> **WORK TASK**:
Check each line of the records below and collect those holding "message".

• • • • •

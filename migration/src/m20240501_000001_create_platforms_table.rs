use sea_orm_migration::prelude::*;

#[derive(DeriveMigrationName)]
pub struct Migration;

#[async_trait::async_trait]
impl MigrationTrait for Migration {
    async fn up(&self, manager: &SchemaManager) -> Result<(), DbErr> {
        manager
            .create_table(
                Table::create()
                    .table(Alias::new("platforms"))
                    .if_not_exists()
                    .col(ColumnDef::new(Alias::new("qe_id")).string().not_null().primary_key())
                    .col(ColumnDef::new(Alias::new("enc_ppid")).text().not_null())
                    .col(ColumnDef::new(Alias::new("manifest")).text().not_null())
                    .col(ColumnDef::new(Alias::new("cpu_svn")).string().not_null())
                    .col(ColumnDef::new(Alias::new("pce_svn")).string().not_null())
                    .col(ColumnDef::new(Alias::new("pce_id")).string().not_null())
                    .col(ColumnDef::new(Alias::new("fmspc")).string().not_null().default(""))
                    .col(ColumnDef::new(Alias::new("created_time")).timestamp_with_time_zone().not_null())
                    .col(ColumnDef::new(Alias::new("updated_time")).timestamp_with_time_zone().not_null())
                    .to_owned(),
            )
            .await
    }

    async fn down(&self, manager: &SchemaManager) -> Result<(), DbErr> {
        manager
            .drop_table(Table::drop().table(Alias::new("platforms")).to_owned())
            .await
    }
}
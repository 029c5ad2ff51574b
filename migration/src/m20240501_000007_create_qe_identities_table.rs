use sea_orm_migration::prelude::*;

#[derive(DeriveMigrationName)]
pub struct Migration;

#[async_trait::async_trait]
impl MigrationTrait for Migration {
    async fn up(&self, manager: &SchemaManager) -> Result<(), DbErr> {
        manager
            .create_table(
                Table::create()
                    .table(Alias::new("qe_identities"))
                    .if_not_exists()
                    .col(ColumnDef::new(Alias::new("id")).integer().not_null().primary_key())
                    .col(ColumnDef::new(Alias::new("qe_info")).text().not_null())
                    .col(ColumnDef::new(Alias::new("qe_issuer_chain")).text().not_null())
                    .col(ColumnDef::new(Alias::new("created_time")).timestamp_with_time_zone().not_null())
                    .col(ColumnDef::new(Alias::new("updated_time")).timestamp_with_time_zone().not_null())
                    .to_owned(),
            )
            .await
    }

    async fn down(&self, manager: &SchemaManager) -> Result<(), DbErr> {
        manager
            .drop_table(Table::drop().table(Alias::new("qe_identities")).to_owned())
            .await
    }
}
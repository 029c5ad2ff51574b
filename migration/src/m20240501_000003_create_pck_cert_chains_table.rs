use sea_orm_migration::prelude::*;

#[derive(DeriveMigrationName)]
pub struct Migration;

#[async_trait::async_trait]
impl MigrationTrait for Migration {
    async fn up(&self, manager: &SchemaManager) -> Result<(), DbErr> {
        manager
            .create_table(
                Table::create()
                    .table(Alias::new("pck_cert_chains"))
                    .if_not_exists()
                    .col(ColumnDef::new(Alias::new("id")).integer().not_null().primary_key())
                    .col(ColumnDef::new(Alias::new("pck_cert_chain")).text().not_null())
                    .col(ColumnDef::new(Alias::new("created_time")).timestamp_with_time_zone().not_null())
                    .col(ColumnDef::new(Alias::new("updated_time")).timestamp_with_time_zone().not_null())
                    .to_owned(),
            )
            .await
    }

    async fn down(&self, manager: &SchemaManager) -> Result<(), DbErr> {
        manager
            .drop_table(Table::drop().table(Alias::new("pck_cert_chains")).to_owned())
            .await
    }
}
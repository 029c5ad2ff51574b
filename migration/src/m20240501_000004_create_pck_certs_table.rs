use sea_orm_migration::prelude::*;

#[derive(DeriveMigrationName)]
pub struct Migration;

#[async_trait::async_trait]
impl MigrationTrait for Migration {
    async fn up(&self, manager: &SchemaManager) -> Result<(), DbErr> {
        manager
            .create_table(
                Table::create()
                    .table(Alias::new("pck_certs"))
                    .if_not_exists()
                    .col(ColumnDef::new(Alias::new("qe_id")).string().not_null().primary_key())
                    .col(ColumnDef::new(Alias::new("pce_id")).string().not_null())
                    .col(ColumnDef::new(Alias::new("fmspc")).string().not_null())
                    .col(ColumnDef::new(Alias::new("cert_index")).integer().not_null())
                    .col(ColumnDef::new(Alias::new("pck_certs")).json().not_null())
                    .col(ColumnDef::new(Alias::new("tcbms")).json().not_null())
                    .col(ColumnDef::new(Alias::new("pck_cert_chain_id")).integer().not_null())
                    .col(ColumnDef::new(Alias::new("created_time")).timestamp_with_time_zone().not_null())
                    .col(ColumnDef::new(Alias::new("updated_time")).timestamp_with_time_zone().not_null())
                    .foreign_key(
                        ForeignKey::create()
                            .name("fk_pck_certs_pck_cert_chain")
                            .from(Alias::new("pck_certs"), Alias::new("pck_cert_chain_id"))
                            .to(Alias::new("pck_cert_chains"), Alias::new("id"))
                            .on_delete(ForeignKeyAction::Restrict)
                            .on_update(ForeignKeyAction::Restrict),
                    )
                    .to_owned(),
            )
            .await
    }

    async fn down(&self, manager: &SchemaManager) -> Result<(), DbErr> {
        manager
            .drop_table(Table::drop().table(Alias::new("pck_certs")).to_owned())
            .await
    }
}
use std::sync::Arc;
use std::time::Duration;

use tokio::sync::watch;
use tokio::task::JoinHandle;
use tokio::time::MissedTickBehavior;

use crate::cache::{LazyCache, RefreshSelection};
use crate::config::Configuration;

/// Periodic collateral refresh: one task re-fetches PCK certificates,
/// the other walks the non-PCK collateral. Both share the configured
/// period but tick independently; a tick that is still running simply
/// delays the next one.
pub struct RefreshScheduler {
    cache: Arc<LazyCache>,
    period: Duration,
}

impl RefreshScheduler {
    pub fn new(cache: Arc<LazyCache>, config: &Configuration) -> Self {
        Self {
            cache,
            period: Duration::from_secs(config.refresh_hours * 3600),
        }
    }

    pub fn spawn(self, shutdown: watch::Receiver<bool>) -> Vec<JoinHandle<()>> {
        vec![
            tokio::spawn(run_refresh_task(
                "pck_cert_refresh",
                self.cache.clone(),
                self.period,
                RefreshSelection::Certs,
                shutdown.clone(),
            )),
            tokio::spawn(run_refresh_task(
                "collateral_refresh",
                self.cache,
                self.period,
                RefreshSelection::Tcbs,
                shutdown,
            )),
        ]
    }
}

async fn run_refresh_task(
    name: &'static str,
    cache: Arc<LazyCache>,
    period: Duration,
    selection: RefreshSelection,
    mut shutdown: watch::Receiver<bool>,
) {
    let mut ticker = tokio::time::interval(period);
    ticker.set_missed_tick_behavior(MissedTickBehavior::Delay);
    // The first tick fires immediately; the cache was just primed or is
    // empty, so skip it.
    ticker.tick().await;

    loop {
        tokio::select! {
            _ = ticker.tick() => {
                tracing::debug!(task = name, "refresh tick");
                if let Err(err) = cache.refresh(Some(selection)).await {
                    tracing::warn!(task = name, error = %err, "refresh tick failed");
                }
            }
            _ = shutdown.changed() => {
                tracing::debug!(task = name, "refresh task stopping");
                break;
            }
        }
    }
}
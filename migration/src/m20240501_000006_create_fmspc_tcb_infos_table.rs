use sea_orm_migration::prelude::*;

#[derive(DeriveMigrationName)]
pub struct Migration;

#[async_trait::async_trait]
impl MigrationTrait for Migration {
    async fn up(&self, manager: &SchemaManager) -> Result<(), DbErr> {
        manager
            .create_table(
                Table::create()
                    .table(Alias::new("fmspc_tcb_infos"))
                    .if_not_exists()
                    .col(ColumnDef::new(Alias::new("fmspc")).string().not_null().primary_key())
                    .col(ColumnDef::new(Alias::new("tcb_info")).text().not_null())
                    .col(ColumnDef::new(Alias::new("tcb_info_issuer_chain")).text().not_null())
                    .col(ColumnDef::new(Alias::new("created_time")).timestamp_with_time_zone().not_null())
                    .col(ColumnDef::new(Alias::new("updated_time")).timestamp_with_time_zone().not_null())
                    .to_owned(),
            )
            .await
    }

    async fn down(&self, manager: &SchemaManager) -> Result<(), DbErr> {
        manager
            .drop_table(Table::drop().table(Alias::new("fmspc_tcb_infos")).to_owned())
            .await
    }
}
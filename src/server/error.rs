use axum::http::StatusCode;
use axum::response::{IntoResponse, Response};
use axum::Json;
use serde::Serialize;

use crate::selector::SelectionError;

/// Body shape shared by every JSON response the service produces.
#[derive(Clone, Debug, Serialize)]
#[serde(rename_all = "PascalCase")]
pub struct StatusResponse {
    pub status: String,
    pub message: String,
}

impl StatusResponse {
    pub fn new(status: &str, message: &str) -> Self {
        Self {
            status: status.to_string(),
            message: message.to_string(),
        }
    }
}

/// Closed error set of the caching core. Cloneable so concurrent
/// single-flight waiters can share one fetch outcome.
#[derive(Clone, Debug, thiserror::Error)]
pub enum ScsError {
    #[error("{0}")]
    InvalidInput(String),
    #[error("request is not authorized for role {0}")]
    Unauthorized(String),
    #[error("{0}")]
    NotFound(String),
    #[error("upstream call failed with status {status}: {dump}")]
    UpstreamError { status: u16, dump: String },
    #[error("upstream transport failure: {0}")]
    UpstreamTimeout(String),
    #[error(transparent)]
    Selection(#[from] SelectionError),
    #[error("storage failure: {0}")]
    Storage(String),
    #[error("{0}")]
    Internal(String),
}

impl ScsError {
    pub fn status_code(&self) -> StatusCode {
        match self {
            ScsError::InvalidInput(_) => StatusCode::BAD_REQUEST,
            ScsError::Unauthorized(_) => StatusCode::UNAUTHORIZED,
            ScsError::NotFound(_) => StatusCode::NOT_FOUND,
            ScsError::UpstreamError { .. }
            | ScsError::UpstreamTimeout(_)
            | ScsError::Selection(_)
            | ScsError::Storage(_)
            | ScsError::Internal(_) => StatusCode::INTERNAL_SERVER_ERROR,
        }
    }
}

impl IntoResponse for ScsError {
    fn into_response(self) -> Response {
        let status = self.status_code();
        let body = StatusResponse::new("Failure", &self.to_string());
        (status, Json(body)).into_response()
    }
}
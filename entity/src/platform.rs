use sea_orm::entity::prelude::*;
use serde::{Deserialize, Serialize};

/// SGX platform identifiers pushed by a registration agent. The FMSPC
/// column is empty until the first successful PCS fetch derives it.
#[derive(Clone, Debug, PartialEq, Eq, DeriveEntityModel, Serialize, Deserialize)]
#[sea_orm(table_name = "platforms")]
pub struct Model {
    #[sea_orm(primary_key, auto_increment = false)]
    pub qe_id: String,
    pub enc_ppid: String,
    pub manifest: String,
    pub cpu_svn: String,
    pub pce_svn: String,
    pub pce_id: String,
    pub fmspc: String,
    pub created_time: DateTimeUtc,
    pub updated_time: DateTimeUtc,
}

#[derive(Copy, Clone, Debug, EnumIter, DeriveRelation)]
pub enum Relation {}

impl ActiveModelBehavior for ActiveModel {}
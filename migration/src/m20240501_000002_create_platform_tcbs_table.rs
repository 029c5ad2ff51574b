use sea_orm_migration::prelude::*;

#[derive(DeriveMigrationName)]
pub struct Migration;

#[async_trait::async_trait]
impl MigrationTrait for Migration {
    async fn up(&self, manager: &SchemaManager) -> Result<(), DbErr> {
        manager
            .create_table(
                Table::create()
                    .table(Alias::new("platform_tcbs"))
                    .if_not_exists()
                    .col(ColumnDef::new(Alias::new("qe_id")).string().not_null().primary_key())
                    .col(ColumnDef::new(Alias::new("pce_id")).string().not_null())
                    .col(ColumnDef::new(Alias::new("cpu_svn")).string().not_null())
                    .col(ColumnDef::new(Alias::new("pce_svn")).string().not_null())
                    .col(ColumnDef::new(Alias::new("tcbm")).string().not_null())
                    .col(ColumnDef::new(Alias::new("created_time")).timestamp_with_time_zone().not_null())
                    .col(ColumnDef::new(Alias::new("updated_time")).timestamp_with_time_zone().not_null())
                    .to_owned(),
            )
            .await
    }

    async fn down(&self, manager: &SchemaManager) -> Result<(), DbErr> {
        manager
            .drop_table(Table::drop().table(Alias::new("platform_tcbs")).to_owned())
            .await
    }
}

• • • • •

> **RESPONSE FOR THIS EXERCISE**:
    pub message: String,
    pub fn new(status: &str, message: &str) -> Self {
            message: message.to_string(),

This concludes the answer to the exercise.